── Supplied material ──

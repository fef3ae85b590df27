//! 认证模块
//!
//! 本地凭据（令牌 + 管理员标记）的存取接口，以及路由守卫使用的管理员校验。
//! 认证状态本身保存在 store 中，路由服务通过注入的信号读取，二者解耦。

use crate::api::{ApiClient, Transport};
use crate::error::ApiError;

/// 本地凭据存储
///
/// 浏览器下由 `web::BrowserCredentials`（LocalStorage）实现。
pub trait CredentialStore: Send + Sync + 'static {
    fn token(&self) -> Option<String>;
    fn set_token(&self, token: &str);
    /// 仅作为路由守卫的初步判断，真实权限以 `/users/me` 为准
    fn is_admin(&self) -> bool;
    fn set_admin(&self, is_admin: bool);
    /// 清除令牌和管理员标记
    fn clear(&self);

    fn has_token(&self) -> bool {
        self.token().is_some_and(|t| !t.is_empty())
    }
}

/// 管理员校验结果
#[derive(Debug, Clone, PartialEq)]
pub enum AdminCheck {
    /// `/users/me` 确认是管理员
    Granted,
    /// 已登录但不是管理员
    Denied,
    /// 校验请求失败，本地凭据已清除
    Failed(ApiError),
}

/// 通过 API 验证当前用户是否真的是管理员
///
/// 失败时清除本地凭据，调用方应跳转到登录页。
pub async fn verify_admin<T: Transport, C: CredentialStore>(api: &ApiClient<T, C>) -> AdminCheck {
    match api.current_user().await {
        Ok(user) => {
            api.credentials().set_admin(user.is_admin());
            if user.is_admin() {
                AdminCheck::Granted
            } else {
                AdminCheck::Denied
            }
        }
        Err(e) => {
            log::error!("Failed to verify admin status: {}", e);
            api.credentials().clear();
            AdminCheck::Failed(e)
        }
    }
}

// =========================================================
// 测试工具: 内存凭据
// =========================================================

#[cfg(test)]
pub use memory::MemoryCredentials;

#[cfg(test)]
mod memory {
    use super::CredentialStore;
    use std::sync::{Arc, Mutex};

    #[derive(Clone, Default)]
    pub struct MemoryCredentials {
        inner: Arc<Mutex<(Option<String>, bool)>>,
    }

    impl MemoryCredentials {
        pub fn new() -> Self {
            Self::default()
        }
    }

    impl CredentialStore for MemoryCredentials {
        fn token(&self) -> Option<String> {
            self.inner.lock().unwrap().0.clone()
        }

        fn set_token(&self, token: &str) {
            self.inner.lock().unwrap().0 = Some(token.to_string());
        }

        fn is_admin(&self) -> bool {
            self.inner.lock().unwrap().1
        }

        fn set_admin(&self, is_admin: bool) {
            self.inner.lock().unwrap().1 = is_admin;
        }

        fn clear(&self) {
            *self.inner.lock().unwrap() = (None, false);
        }
    }
}

#[cfg(test)]
mod tests {
    use super::*;
    use crate::api::mock::MockTransport;
    use crate::config::ClientConfig;
    use serde_json::json;
    use taskhub_shared::protocol::HttpMethod;

    fn setup(role: Option<&str>, status: u16) -> ApiClient<MockTransport, MemoryCredentials> {
        let transport = MockTransport::new();
        let creds = MemoryCredentials::new();
        creds.set_token("tok");
        creds.set_admin(true);
        let body = match role {
            Some(role) => json!({"id": 1, "username": "u", "email": "u@x", "role": role}),
            None => json!({"detail": "boom"}),
        };
        transport.mock_json(HttpMethod::Get, "/api/users/me", status, body);
        ApiClient::new(transport, creds, ClientConfig::new("/api"))
    }

    #[tokio::test]
    async fn admin_role_is_granted() {
        let api = setup(Some("admin"), 200);
        assert_eq!(verify_admin(&api).await, AdminCheck::Granted);
        assert!(api.credentials().is_admin());
    }

    #[tokio::test]
    async fn stale_local_flag_is_corrected() {
        let api = setup(Some("user"), 200);
        assert_eq!(verify_admin(&api).await, AdminCheck::Denied);
        assert!(!api.credentials().is_admin());
        assert!(api.credentials().has_token());
    }

    #[tokio::test]
    async fn failed_verification_clears_credentials() {
        let api = setup(None, 500);
        assert!(matches!(verify_admin(&api).await, AdminCheck::Failed(_)));
        assert!(!api.credentials().has_token());
        assert!(!api.credentials().is_admin());
    }
}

───

> **The problem**
Produce a word-for-word copy of everything above from the line holding "let body = match" down to the line holding "assert!(!api.credentials().has_token());", with both of those lines kept.

> **Solution to the exercise**
        let body = match role {
            Some(role) => json!({"id": 1, "username": "u", "email": "u@x", "role": role}),
            None => json!({"detail": "boom"}),
        };
        transport.mock_json(HttpMethod::Get, "/api/users/me", status, body);
        ApiClient::new(transport, creds, ClientConfig::new("/api"))
    }

    #[tokio::test]
    async fn admin_role_is_granted() {
        let api = setup(Some("admin"), 200);
        assert_eq!(verify_admin(&api).await, AdminCheck::Granted);
        assert!(api.credentials().is_admin());
    }

    #[tokio::test]
    async fn stale_local_flag_is_corrected() {
        let api = setup(Some("user"), 200);
        assert_eq!(verify_admin(&api).await, AdminCheck::Denied);
        assert!(!api.credentials().is_admin());
        assert!(api.credentials().has_token());
    }

    #[tokio::test]
    async fn failed_verification_clears_credentials() {
        let api = setup(None, 500);
        assert!(matches!(verify_admin(&api).await, AdminCheck::Failed(_)));
        assert!(!api.credentials().has_token());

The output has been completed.